*** EXERCISE DATA ***

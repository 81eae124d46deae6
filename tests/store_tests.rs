// Integration tests for the market data store fan-out

mod common;

use common::ticker_frame;
use robot_console::{decode_frame, fallback_snapshot, MarketDataStore, MarketSnapshot};
use std::sync::{Arc, Mutex};

fn snapshot(price: &str) -> MarketSnapshot {
    decode_frame(&ticker_frame("btcusdt", price, "-2.89")).unwrap()
}

#[test]
fn test_every_listener_sees_the_same_snapshot_identity() {
    // One inbound frame produces exactly one snapshot object; all views get
    // the same reference, never a copy
    let store = MarketDataStore::new();
    let seen: Arc<Mutex<Vec<Arc<MarketSnapshot>>>> = Arc::new(Mutex::new(Vec::new()));

    for _ in 0..3 {
        let seen = Arc::clone(&seen);
        store.subscribe(move |snap| seen.lock().unwrap().push(Arc::clone(snap)));
    }

    store.publish(snapshot("100.0"));

    let seen = seen.lock().unwrap();
    assert_eq!(seen.len(), 3);
    assert!(Arc::ptr_eq(&seen[0], &seen[1]));
    assert!(Arc::ptr_eq(&seen[1], &seen[2]));
}

#[test]
fn test_independent_views_derive_their_own_projections() {
    let store = MarketDataStore::new();

    let gainers = Arc::new(Mutex::new(Vec::new()));
    let losers = Arc::new(Mutex::new(Vec::new()));

    {
        let gainers = Arc::clone(&gainers);
        store.subscribe(move |snap| {
            let mut view = gainers.lock().unwrap();
            view.clear();
            view.extend(
                snap.tickers
                    .values()
                    .filter(|t| t.change_24h > 0.0)
                    .map(|t| t.symbol.clone()),
            );
        });
    }
    {
        let losers = Arc::clone(&losers);
        store.subscribe(move |snap| {
            let mut view = losers.lock().unwrap();
            view.clear();
            view.extend(
                snap.tickers
                    .values()
                    .filter(|t| t.change_24h < 0.0)
                    .map(|t| t.symbol.clone()),
            );
        });
    }

    let frame = r#"{
        "btcusdt": {"price":"83738.10","change24h":"-2.89"},
        "xrpusdt": {"price":"2.17","change24h":"0.65"}
    }"#;
    store.publish(decode_frame(frame).unwrap());

    assert_eq!(*gainers.lock().unwrap(), vec!["xrpusdt".to_string()]);
    assert_eq!(*losers.lock().unwrap(), vec!["btcusdt".to_string()]);
}

#[test]
fn test_loading_state_uses_fallback_not_empty_ui() {
    let store = MarketDataStore::new();

    // Before the first frame the consumer renders the built-in list
    let rendered = match store.snapshot() {
        Some(live) => live,
        None => Arc::new(fallback_snapshot()),
    };
    assert!(rendered.stale);
    assert!(!rendered.tickers.is_empty());

    // After the first frame the live snapshot wins
    store.publish(snapshot("100.0"));
    let rendered = store.snapshot().expect("live snapshot");
    assert!(!rendered.stale);
}

#[test]
fn test_later_frames_never_mutate_earlier_snapshots() {
    let store = MarketDataStore::new();

    store.publish(snapshot("100.0"));
    let held = store.snapshot().unwrap();

    for price in ["101.0", "102.0", "103.0"] {
        store.publish(snapshot(price));
    }

    assert_eq!(held.ticker("btcusdt").unwrap().price, 100.0);
    assert_eq!(
        store.snapshot().unwrap().ticker("btcusdt").unwrap().price,
        103.0
    );
}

*** End of EXERCISE DATA ***

_EXERCISE DESCRIPTION_
Return all lines in the data that include the word "seen".

_OUTPUT_
    let seen: Arc<Mutex<Vec<Arc<MarketSnapshot>>>> = Arc::new(Mutex::new(Vec::new()));
        let seen = Arc::clone(&seen);
        store.subscribe(move |snap| seen.lock().unwrap().push(Arc::clone(snap)));
    let seen = seen.lock().unwrap();
    assert_eq!(seen.len(), 3);
    assert!(Arc::ptr_eq(&seen[0], &seen[1]));
    assert!(Arc::ptr_eq(&seen[1], &seen[2]));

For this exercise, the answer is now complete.